Alien observations of Celebration 2010

The circus is coming to town!

A travelling caravan of IOC members, officials, media and assorted clingers-on, for whom Whistler will crank up its charm-meter, like debs at a ball looking to lose their virginity. With the arts council taking the conductor’s baton, Whistler groups have been tuning up for over a fortnight of festivities and celebration; all to play to a score composed by the bid corporation to convey the image of a thriving, energized place that’s simply ideal for hosting a globally telecast event like, uh, say, how about the Winter Olympics?

Celebration 2010 (Feb. 14-March 8) is being touted as a province-wide celebration of Canadian culture in support of the Games bid. The $880,000 behind Celebration 2010 has been kicked in by all three levels of government. The money is a clear acknowledgement that a key aspect to a successful bid is a thriving and diverse arts and cultural community. With the spotlight on, a host country suddenly drags its neglected artists to centre stage, to show off its incredibly enlightened culture. (This might best be exemplified by the Australian government’s eagerness to embrace and showcase indigenous art during Sydney 2000, even as they simultaneously refused to offer the aboriginal people any kind of apology for a systematic forced removal of young Aboriginal kids from their families into mission schools during the ’50s and ’60s.)

The Vancouver 2010 Bid Corporation has also implied that if we are successful in the Vancouver/Whistler bid, the pot will suddenly be overflowing for local cultural initiatives. And we can showcase to the world a place humming with mountain culture.

But hang on there. Mountain culture? Isn’t that like military intelligence. Government organization? Or a sustainable Whistler? An anthropologist from another galaxy (let’s use an alien to assume a level of objectivity that Olympic officials are hardly renowned for) sitting on Citta’s patio and observing the local bipedal wildlife would surely be forgiven for drawing a question mark next to that entry in their notepad.

Culture

: ? Abundance of fleece and Gore-tex. Always armed with some kind of prop – wheeled contraptions, decorated planks, either broad, or long and narrower in pairs. Subjects smoke profusion of a forbidden weed. No other signs of significant cultural development or advancement.

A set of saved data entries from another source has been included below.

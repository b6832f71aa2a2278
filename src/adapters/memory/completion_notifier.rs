//! Completion notifier that only logs.

use async_trait::async_trait;
use std::sync::atomic::{AtomicUsize, Ordering};

use crate::domain::foundation::DomainError;
use crate::domain::processing::StageRun;
use crate::ports::CompletionNotifier;

/// Logs each completed run and counts them.
#[derive(Debug, Default)]
pub struct LoggingCompletionNotifier {
    completed: AtomicUsize,
}

impl LoggingCompletionNotifier {
    pub fn new() -> Self {
        Self::default()
    }

    pub fn completed_count(&self) -> usize {
        self.completed.load(Ordering::SeqCst)
    }
}

#[async_trait]
impl CompletionNotifier for LoggingCompletionNotifier {
    async fn run_completed(&self, run: &StageRun) -> Result<(), DomainError> {
        self.completed.fetch_add(1, Ordering::SeqCst);
        tracing::info!(
            run_id = %run.id(),
            stages = run.stage_count(),
            "Processing finished, project ready for editing"
        );
        Ok(())
    }
}
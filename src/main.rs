use tracing_subscriber::EnvFilter;

use creanva::adapters::http::{app, AppState};
use creanva::config::AppConfig;

#[tokio::main]
async fn main() -> Result<(), Box<dyn std::error::Error>> {
    let config = AppConfig::load()?;
    config.validate()?;
    init_tracing(&config);

    let state = AppState::in_memory(&config.simulation);
    let router = app(state, &config);

    let addr = config.server.socket_addr()?;
    let listener = tokio::net::TcpListener::bind(addr).await?;
    tracing::info!(%addr, environment = ?config.server.environment, "creAnva API listening");

    axum::serve(listener, router)
        .with_graceful_shutdown(shutdown_signal())
        .await?;

    tracing::info!("Server stopped");
    Ok(())
}

fn init_tracing(config: &AppConfig) {
    // RUST_LOG wins over the configured level
    let filter = EnvFilter::try_from_default_env()
        .unwrap_or_else(|_| EnvFilter::new(&config.server.log_level));

    if config.features.json_logs {
        tracing_subscriber::fmt().with_env_filter(filter).json().init();
    } else {
        tracing_subscriber::fmt().with_env_filter(filter).init();
    }
}

async fn shutdown_signal() {
    if let Err(e) = tokio::signal::ctrl_c().await {
        tracing::warn!(error = %e, "Failed to listen for shutdown signal");
        std::future::pending::<()>().await;
    }
}
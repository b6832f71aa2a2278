//! Processing domain module.
//!
//! Simulated AI processing: an ordered list of stages, each driven from
//! 0 to 100% before the next one starts.

mod events;
mod pipeline;
mod run;
mod stage;

pub use events::StageRunUpdate;
pub use pipeline::default_pipeline;
pub use run::{overall_progress, progress_ticks, RunPhase, StageRun};
pub use stage::{ProcessingStage, StageDescriptor, StageStatus};
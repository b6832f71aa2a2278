//! Recording domain module.
//!
//! A simulated capture session: source selection, capture toggles, and an
//! elapsed-seconds clock that only runs while recording.

mod phase;
mod session;

pub use phase::RecordingPhase;
pub use session::{
    format_elapsed, CaptureOptions, RecordingHandoff, RecordingSession, RecordingSource,
};
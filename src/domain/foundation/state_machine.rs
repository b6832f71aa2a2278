//! State machine trait for status enums.
//!
//! Stage statuses and recording phases both move through fixed lifecycles;
//! this trait gives them one way to validate a move before making it.

use super::ValidationError;

/// Trait for status enums that represent state machines.
///
/// Implementors define valid state transitions and get validated
/// transition methods for free.
///
/// ```ignore
/// let next = StageStatus::Pending.transition_to(StageStatus::Processing)?;
/// ```
pub trait StateMachine: Sized + Copy + PartialEq + std::fmt::Debug {
    /// Returns true if transition from self to target is valid.
    fn can_transition_to(&self, target: &Self) -> bool;

    /// Returns all valid target states from current state.
    fn valid_transitions(&self) -> Vec<Self>;

    /// Performs transition with validation, returning error if invalid.
    fn transition_to(&self, target: Self) -> Result<Self, ValidationError> {
        if self.can_transition_to(&target) {
            Ok(target)
        } else {
            Err(ValidationError::invalid_format(
                "state_transition",
                format!("Cannot transition from {:?} to {:?}", self, target),
            ))
        }
    }

    /// Checks if current state is terminal (no valid outgoing transitions).
    fn is_terminal(&self) -> bool {
        self.valid_transitions().is_empty()
    }
}

#[cfg(test)]
mod tests {
    use super::*;

    #[derive(Debug, Clone, Copy, PartialEq, Eq)]
    enum Light {
        Off,
        Warming,
        On,
        Burnt,
    }

    impl StateMachine for Light {
        fn can_transition_to(&self, target: &Self) -> bool {
            self.valid_transitions().contains(target)
        }

        fn valid_transitions(&self) -> Vec<Self> {
            use Light::*;
            match self {
                Off => vec![Warming],
                Warming => vec![On, Burnt],
                On => vec![Off, Burnt],
                Burnt => vec![],
            }
        }
    }

    #[test]
    fn transition_to_succeeds_for_valid_transition() {
        assert_eq!(Light::Off.transition_to(Light::Warming), Ok(Light::Warming));
    }

    #[test]
    fn transition_to_fails_for_invalid_transition() {
        let err = Light::Off.transition_to(Light::On).unwrap_err();
        assert!(err.to_string().contains("Cannot transition from Off to On"));
    }

    #[test]
    fn terminal_state_has_no_exits() {
        assert!(Light::Burnt.is_terminal());
        assert!(!Light::On.is_terminal());
    }
}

Culture, from the Latin word for cultivating or tilling, encompasses both a growing medium, and the fruits of that work. Alexander Solzhenitsyn defined "culture" as the development, enrichment and improvement of non-material life. Our alien observer might hypothesise, uncannily astutely, that culture, meaning a thriving, vibrant, energized, artistically inspired community, can’t exist where the average family dwelling is… galactically priced. Yawn. People’s resources are already stretched thin just scrambling to meet the demands of material life. Assuming they’re interested in anything other than snow sports and real estate, anyway.

Identifying Characteristics: Mountain Towns

Mountain towns can be spotted, even on cloudy days when identifying markings like peaks and cliffs and summits are invisible, by the plethora of property investors and tourists.

Property investors leave an identifiable scat such as real estate windows and magazines, time-share, and salespeople who feel at liberty to interrupt your coffee

Tourists’ distinguishing features include coverings of brand new outdoor clothing without local markings (dirt, Duct tape) and armloads of shopping bags. Tendency to ask inane questions.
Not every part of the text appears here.